impl JobOrchestrator {
    pub fn new(
        client: Arc<dyn ConversionClient>,
        archives: Arc<dyn ArchiveStore>,
        galleys: Arc<dyn GalleyStore>,
        config: JournalConfig,
        layout: FileLayout,
    ) -> Self {
        Self {
            client,
            archives,
            publisher: ArtifactPublisher::new(galleys),
            config,
            layout,
            observer: Arc::new(NoopJobProgress),
        }
    }

    pub fn with_observer(mut self, observer: ProgressCallback) -> Self {
        self.observer = observer;
        self
    }

    pub fn config(&self) -> &JournalConfig {
        &self.config
    }

    pub fn layout(&self) -> &FileLayout {
        &self.layout
    }

    pub fn publisher(&self) -> &ArtifactPublisher {
        &self.publisher
    }

    /// Convert the article's uploaded document and ingest the result.
    pub async fn run(&self, request: JobRequest) -> JobReport {
        let article = request.article_id();
        info!("Article {}: conversion requested (galleys: {})", article, request.want_galley);
        let mut tracker = Tracker {
            report: JobReport::new(article),
            observer: &self.observer,
        };
        let outcome = self.drive(&request, &mut tracker).await;
        self.conclude(tracker, outcome)
    }

    /// Continue a job whose id was recorded on the archive, without resubmitting.
    pub async fn resume(&self, request: JobRequest) -> JobReport {
        let article = request.article_id();
        let mut tracker = Tracker {
            report: JobReport::new(article),
            observer: &self.observer,
        };
        let outcome = self.drive_resume(&request, &mut tracker).await;
        self.conclude(tracker, outcome)
    }

    async fn drive(
        &self,
        request: &JobRequest,
        tracker: &mut Tracker<'_>,
    ) -> Result<Finish, MarkupError> {
        let article = request.article_id();
        let archive = self.archives.ensure_archive(article).await?;
        let source = archive
            .file
            .clone()
            .ok_or(MarkupError::NoSourceFile { article: article.0 })?;

        if source.is_archive() {
            tracker.advance(JobState::Succeeded)?;
            return Ok(Finish::AlreadyConverted);
        }
        if let Some(job) = self.fresh_pending_job(&archive) {
            return Ok(Finish::InFlight(job));
        }

        let metadata = build_metadata(
            &request.article,
            &request.journal,
            request.issue.as_ref(),
            &self.config,
            &self.layout.css_folder(request.journal.id),
        );

        tracker.report.job = Some(ConversionJob {
            article_id: article,
            job_id: None,
            source_file_path: source.path.clone(),
            status: JobStatus::Pending,
            requested_galley_link: request.want_galley,
            submitted_at: Utc::now(),
        });
        tracker.advance(JobState::Submitted)?;
        let job = self.client.submit(&source.path, &metadata).await?;

        if let Some(j) = tracker.report.job.as_mut() {
            j.job_id = Some(job.clone());
        }
        self.archives
            .set_pending_job(article, Some((job.clone(), Utc::now())))
            .await?;
        self.observer.on_notify(
            article,
            &format!("Document markup conversion in progress for article {article} (Job {job})"),
            true,
        );
        tracker.advance(JobState::Polling)?;

        self.finish_job(request, &job, tracker).await
    }

    async fn drive_resume(
        &self,
        request: &JobRequest,
        tracker: &mut Tracker<'_>,
    ) -> Result<Finish, MarkupError> {
        let article = request.article_id();
        let archive = self.archives.ensure_archive(article).await?;
        let job = archive.pending_job.clone().ok_or_else(|| {
            MarkupError::Store(format!("article {article} has no pending conversion job"))
        })?;
        info!("Article {}: resuming job {}", article, job);

        tracker.report.job = Some(ConversionJob {
            article_id: article,
            job_id: Some(job.clone()),
            source_file_path: archive.file.map(|f| f.path).unwrap_or_default(),
            status: JobStatus::Pending,
            requested_galley_link: request.want_galley,
            submitted_at: archive.pending_since.unwrap_or_else(Utc::now),
        });
        tracker.advance(JobState::Polling)?;

        self.finish_job(request, &job, tracker).await
    }

    /// Poll, retrieve, then extract and publish. Always clears the pending job.
    async fn finish_job(
        &self,
        request: &JobRequest,
        job: &JobId,
        tracker: &mut Tracker<'_>,
    ) -> Result<Finish, MarkupError> {
        let article = request.article_id();
        let retrieved = match self.poll_until_complete(article, job, tracker).await {
            Ok(()) => self.retrieve(article, job).await,
            Err(e) => Err(e),
        };
        if let Err(e) = self.archives.set_pending_job(article, None).await {
            warn!("Article {}: could not clear pending job {}: {}", article, job, e);
        }
        let stored = retrieved?;

        self.ingest(request, &stored, tracker).await?;
        tracker.advance(JobState::Succeeded)?;
        Ok(Finish::Converted)
    }

    async fn poll_until_complete(
        &self,
        article: ArticleId,
        job: &JobId,
        tracker: &mut Tracker<'_>,
    ) -> Result<(), MarkupError> {
        let max = self.config.max_polls;
        for attempt in 1..=max {
            let status = self.client.poll_status(job).await?;
            self.touch_pending(article, job).await;
            tracker.set_status(status);
            self.observer.on_poll(article, job, attempt, max, status);
            match status {
                JobStatus::Complete => {
                    debug!("Job {} complete after {} status checks", job, attempt);
                    return Ok(());
                }
                JobStatus::Failed(code) => {
                    return Err(MarkupError::Server {
                        code: Some(code),
                        message: format!("conversion job {job} failed"),
                    });
                }
                JobStatus::Pending | JobStatus::Processing => {
                    if attempt < max {
                        sleep(self.config.poll_interval()).await;
                    }
                }
            }
        }
        Err(MarkupError::PollTimeout {
            job_id: job.to_string(),
            attempts: max,
        })
    }

    /// Download the result archive and make it the article's archive file.
    async fn retrieve(&self, article: ArticleId, job: &JobId) -> Result<StoredFile, MarkupError> {
        let url = self
            .client
            .resolve_artifact_url(job, &ArtifactKind::FullArchive)
            .await?;

        let tmp = tempfile::Builder::new()
            .prefix("markup-")
            .tempdir()
            .map_err(|e| MarkupError::Internal(format!("temp dir: {e}")))?;
        let path = tmp.path().join(ARCHIVE_FILE_NAME);
        let bytes = self.client.download(&url, &path).await?;
        ensure_zip(&path).await?;
        debug!("Job {}: archive is {} bytes", job, bytes);

        let stored = self
            .archives
            .attach_file(article, &path, ARCHIVE_FILE_NAME, "application/zip")
            .await?;
        info!("Article {}: archive replaced with result of job {}", article, job);
        Ok(stored)
    }

    async fn ingest(
        &self,
        request: &JobRequest,
        archive: &StoredFile,
        tracker: &mut Tracker<'_>,
    ) -> Result<(), MarkupError> {
        let article = request.article_id();
        let markup = self.layout.markup_folder(article);

        if request.want_galley && self.config.galleys_on_refresh {
            let allow: Vec<String> = DEFAULT_ALLOW_LIST.iter().map(|s| s.to_string()).collect();
            let extraction = extract_blocking(archive.path.clone(), markup.clone(), allow).await?;
            for w in &extraction.warnings {
                warn!("Article {}: {}", article, w);
                self.observer.on_notify(article, &w.to_string(), false);
            }
            tracker.report.extracted = extraction.files;
            tracker.report.warnings = extraction.warnings;
            tracker.report.galleys = self
                .publisher
                .publish_formats(
                    article,
                    &markup,
                    &self.config.wanted_formats,
                    self.config.override_galleys,
                )
                .await?;
        } else {
            if request.want_galley {
                info!("Article {}: galley creation on refresh is disabled", article);
            }
            tracker.report.deleted = self
                .publisher
                .clean_unlinked_media(article, &markup, None)
                .await?;
        }
        Ok(())
    }

    /// Refresh the pending job's timestamp so other runs keep seeing it as live.
    async fn touch_pending(&self, article: ArticleId, job: &JobId) {
        if let Err(e) = self
            .archives
            .set_pending_job(article, Some((job.clone(), Utc::now())))
            .await
        {
            warn!("Article {}: could not refresh pending job {}: {}", article, job, e);
        }
    }

    fn fresh_pending_job(&self, archive: &SupplementaryArchive) -> Option<JobId> {
        let job = archive.pending_job.clone()?;
        let since = archive.pending_since?;
        let age = Utc::now().signed_duration_since(since).to_std().unwrap_or_default();
        if age < self.config.pending_staleness() {
            Some(job)
        } else {
            debug!("Ignoring stale pending job {} ({:?} old)", job, age);
            None
        }
    }

    fn conclude(&self, mut tracker: Tracker<'_>, outcome: Result<Finish, MarkupError>) -> JobReport {
        let article = tracker.report.article;
        match outcome {
            Ok(Finish::AlreadyConverted) => {
                tracker.report.message =
                    format!("The markup archive for article {article} is already converted.");
                tracker.report.notify = false;
            }
            Ok(Finish::InFlight(job)) => {
                tracker.report.message = format!(
                    "A conversion is already in progress for article {article} (Job {job})."
                );
                tracker.report.notify = false;
            }
            Ok(Finish::Converted) => {
                let job = tracker
                    .report
                    .job_id()
                    .map(ToString::to_string)
                    .unwrap_or_default();
                tracker.report.message =
                    format!("Document markup conversion completed {article} (Job {job})");
                tracker.report.notify = true;
            }
            Err(e) => {
                let to = match &e {
                    MarkupError::PollTimeout { .. } => JobState::TimedOut,
                    _ => JobState::Failed,
                };
                if let Err(bad) = tracker.advance(to) {
                    warn!("Article {}: {}", article, bad);
                    tracker.report.state = to;
                }
                warn!("Article {}: conversion {}: {}", article, to, e);
                tracker.report.message = e.to_string();
                tracker.report.notify = true;
            }
        }

        if tracker.report.notify {
            self.observer
                .on_notify(article, &tracker.report.message, tracker.report.succeeded());
        }
        self.observer.on_complete(article, tracker.report.state);
        tracker.report
    }
}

########

Collect every line with the string "advance" from the records, and copy each.

            tracker.advance(JobState::Succeeded)?;
        tracker.advance(JobState::Submitted)?;
        tracker.advance(JobState::Polling)?;
        tracker.advance(JobState::Polling)?;
        tracker.advance(JobState::Succeeded)?;
                if let Err(bad) = tracker.advance(to) {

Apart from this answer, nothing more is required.